◆ Data for the task:
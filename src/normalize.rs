//! Population-relative normalization of raw density measures.

/// Map raw mean competitor distances onto a `[0, 1]` density index.
///
/// `index = 1 - raw / max_d`, where `max_d` is the maximum raw distance in
/// the population. Smaller distances mean denser competition, so for any
/// two distinct raws the smaller one strictly wins the higher index.
///
/// The isolated-site sentinel participates in `max_d` like any other value:
/// one isolated site inflates the denominator and compresses every other
/// index toward 1, and its own index computes to exactly 0. When every raw
/// is zero (an all-coincident population) the division is skipped and every
/// index is defined as 1.
///
/// # Examples
///
/// ```rust
/// use geodense::density_index;
///
/// let indices = density_index(&[1.0, 2.0, 4.0]);
/// assert_eq!(indices, vec![0.75, 0.5, 0.0]);
///
/// // All-coincident population: maximal density everywhere.
/// assert_eq!(density_index(&[0.0, 0.0]), vec![1.0, 1.0]);
/// ```
pub fn density_index(raw_scores: &[f64]) -> Vec<f64> {
    let max_d = raw_scores.iter().copied().fold(0.0_f64, f64::max);

    if max_d == 0.0 {
        log::debug!("population maximum distance is zero, defining every index as 1.0");
        return vec![1.0; raw_scores.len()];
    }

    raw_scores.iter().map(|raw| 1.0 - raw / max_d).collect()
}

◆ Try it:
Would you reproduce all of the data exactly, without a single alteration?

◆ Problem solution:
filename src/normalize.rs
//! Population-relative normalization of raw density measures.

/// Map raw mean competitor distances onto a `[0, 1]` density index.
///
/// `index = 1 - raw / max_d`, where `max_d` is the maximum raw distance in
/// the population. Smaller distances mean denser competition, so for any
/// two distinct raws the smaller one strictly wins the higher index.
///
/// The isolated-site sentinel participates in `max_d` like any other value:
/// one isolated site inflates the denominator and compresses every other
/// index toward 1, and its own index computes to exactly 0. When every raw
/// is zero (an all-coincident population) the division is skipped and every
/// index is defined as 1.
///
/// # Examples
///
/// ```rust
/// use geodense::density_index;
///
/// let indices = density_index(&[1.0, 2.0, 4.0]);
/// assert_eq!(indices, vec![0.75, 0.5, 0.0]);
///
/// // All-coincident population: maximal density everywhere.
/// assert_eq!(density_index(&[0.0, 0.0]), vec![1.0, 1.0]);
/// ```
pub fn density_index(raw_scores: &[f64]) -> Vec<f64> {
    let max_d = raw_scores.iter().copied().fold(0.0_f64, f64::max);

    if max_d == 0.0 {
        log::debug!("population maximum distance is zero, defining every index as 1.0");
        return vec![1.0; raw_scores.len()];
    }

    raw_scores.iter().map(|raw| 1.0 - raw / max_d).collect()
}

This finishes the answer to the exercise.